Abstract: Antifreeze proteins (AFPs) are a remarkable class of proteins, which enable diverse organisms, from fishes and insects to plants and bacteria, to survive in frigid polar environments. Despite being present at millimolar concentrations, AFPs help the host organisms survive at sub-freezing temperatures by suppressing ice formation. To function, AFPs must perform one of the most challenging recognition tasks in all of biology: - binding an ice nucleus in a vast excess of water even though there are no chemical and few structural differences between ice and water. Once AFPs bind the ice nucleus, ice growth can occur only if ice is successful in engulfing the bound AFPs. At a sufficiently low temperatures (below the melting point), the driving force for ice growth wins over the unfavorable process of AFP engulfment and AFPs are no longer able to resist the ice growth. The range of temperatures over which AFPs are able to suppress ice growth, known as the thermal hysteresis activity of the AFP, varies from one AFP to another. To uncover how the molecular characteristics of an AFP influence its activity, we employ molecular dynamics simulations and enhanced sampling techniques. We characterize the free energetics of engulfment of AFP by ice to understand how the thermal hysteresis activity of an AFP depends not only on the separation between AFPs, but also on AFP size, shape, and chemistry.

 Speaker Bio: Aniket Thosar obtained his PhD in Engineering Sciences from National Chemical Laboratory, India. His PhD work, supervised by Dr. Ashish Lele, focused on proton exchange membrane (PEM) fuel cell technology, a device that converts chemical energy of hydrogen into electricity.

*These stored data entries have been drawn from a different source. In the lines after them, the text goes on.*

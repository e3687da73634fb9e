//! Command line of `tokenops-deploy`.

use std::path::PathBuf;

use alloy::primitives::{Address, U256};
use clap::{Args, Parser, Subcommand};
use tokenops::Deployment;
use tokenops_config_common::{parse_address, NetworkArgs};
use tokenops_erc1155::Erc1155Deployment;
use tokenops_erc20::Erc20Deployment;
use tokenops_erc721::Erc721Deployment;

/// Deploy the token contracts and verify their sources
#[derive(Parser, Debug)]
#[command(name = "tokenops-deploy")]
#[command(about = "Deploy MyERC20Token, MyERC721Token or MyERC1155Token", long_about = None)]
pub struct Config {
    #[command(flatten)]
    pub network: NetworkArgs,

    #[command(subcommand)]
    pub command: Command,
}

#[derive(Subcommand, Debug)]
pub enum Command {
    #[command(flatten)]
    Deploy(TokenArgs),

    /// Submit source verification for a deployed contract
    Verify(VerifyArgs),

    /// Check the status of a submitted verification
    VerifyStatus {
        /// Job id returned by `verify`
        #[arg(long)]
        guid: String,
    },
}

/// One deployable contract with its constructor arguments.
#[derive(Subcommand, Debug, Clone)]
pub enum TokenArgs {
    /// MyERC20Token(beneficiary, price, transferFeePercentage)
    Erc20 {
        #[arg(long, default_value_t = tokenops_erc20::DEFAULT_BENEFICIARY, value_parser = parse_address)]
        beneficiary: Address,

        /// Wei per token
        #[arg(long, default_value_t = 1)]
        price: u128,

        /// Percentage of each transfer kept by the contract (0-100)
        #[arg(long, default_value_t = 1, value_parser = clap::value_parser!(u8).range(0..=100))]
        fee: u8,
    },

    /// MyERC721Token(beneficiary, price)
    Erc721 {
        #[arg(long, default_value_t = tokenops_erc721::DEFAULT_BENEFICIARY, value_parser = parse_address)]
        beneficiary: Address,

        /// Wei per minted token
        #[arg(long, default_value_t = 1)]
        price: u128,
    },

    /// MyERC1155Token(beneficiary, price)
    Erc1155 {
        #[arg(long, default_value_t = tokenops_erc1155::DEFAULT_BENEFICIARY, value_parser = parse_address)]
        beneficiary: Address,

        /// Wei per unit
        #[arg(long, default_value_t = 1)]
        price: u128,
    },
}

impl TokenArgs {
    pub fn deployment(&self) -> Deployment {
        match *self {
            Self::Erc20 {
                beneficiary,
                price,
                fee,
            } => Erc20Deployment::new(beneficiary, U256::from(price), U256::from(fee)).descriptor(),
            Self::Erc721 { beneficiary, price } => {
                Erc721Deployment::new(beneficiary, U256::from(price)).descriptor()
            }
            Self::Erc1155 { beneficiary, price } => {
                Erc1155Deployment::new(beneficiary, U256::from(price)).descriptor()
            }
        }
    }
}

#[derive(Args, Debug)]
pub struct VerifyArgs {
    /// Address of the deployed contract
    #[arg(long, value_parser = parse_address)]
    pub address: Address,

    /// Solc standard JSON input the contract was compiled from
    /// (the `input` of a Hardhat build-info file)
    #[arg(long)]
    pub standard_json: PathBuf,

    /// Query the verification status once after submitting
    #[arg(long)]
    pub check: bool,

    /// Contract and the constructor arguments it was deployed with
    #[command(subcommand)]
    pub token: TokenArgs,
}

#[cfg(test)]
mod tests {
    use super::*;

    fn fee_of(args: &[&str]) -> Result<u8, clap::Error> {
        let config = Config::try_parse_from(args)?;
        match config.command {
            Command::Deploy(TokenArgs::Erc20 { fee, .. }) => Ok(fee),
            other => panic!("unexpected command {other:?}"),
        }
    }

    #[test]
    fn test_erc20_fee_bounds() {
        assert_eq!(fee_of(&["tokenops-deploy", "erc20"]).unwrap(), 1);
        assert_eq!(fee_of(&["tokenops-deploy", "erc20", "--fee", "100"]).unwrap(), 100);
        assert!(fee_of(&["tokenops-deploy", "erc20", "--fee", "101"]).is_err());
        assert!(fee_of(&["tokenops-deploy", "erc20", "--fee", "200"]).is_err());
    }
}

He derived physics-based design equation of PEM fuel cells that relates its parametric space with electrical power output. Subsequent to his PhD, he began working with Prof. Amish Patel at University of Pennsylvania on deciphering the structure-ice growth inhibition activity relationship of antifreeze proteins, which has important implications in the diverse fields ranging from organ preservation to food preservation.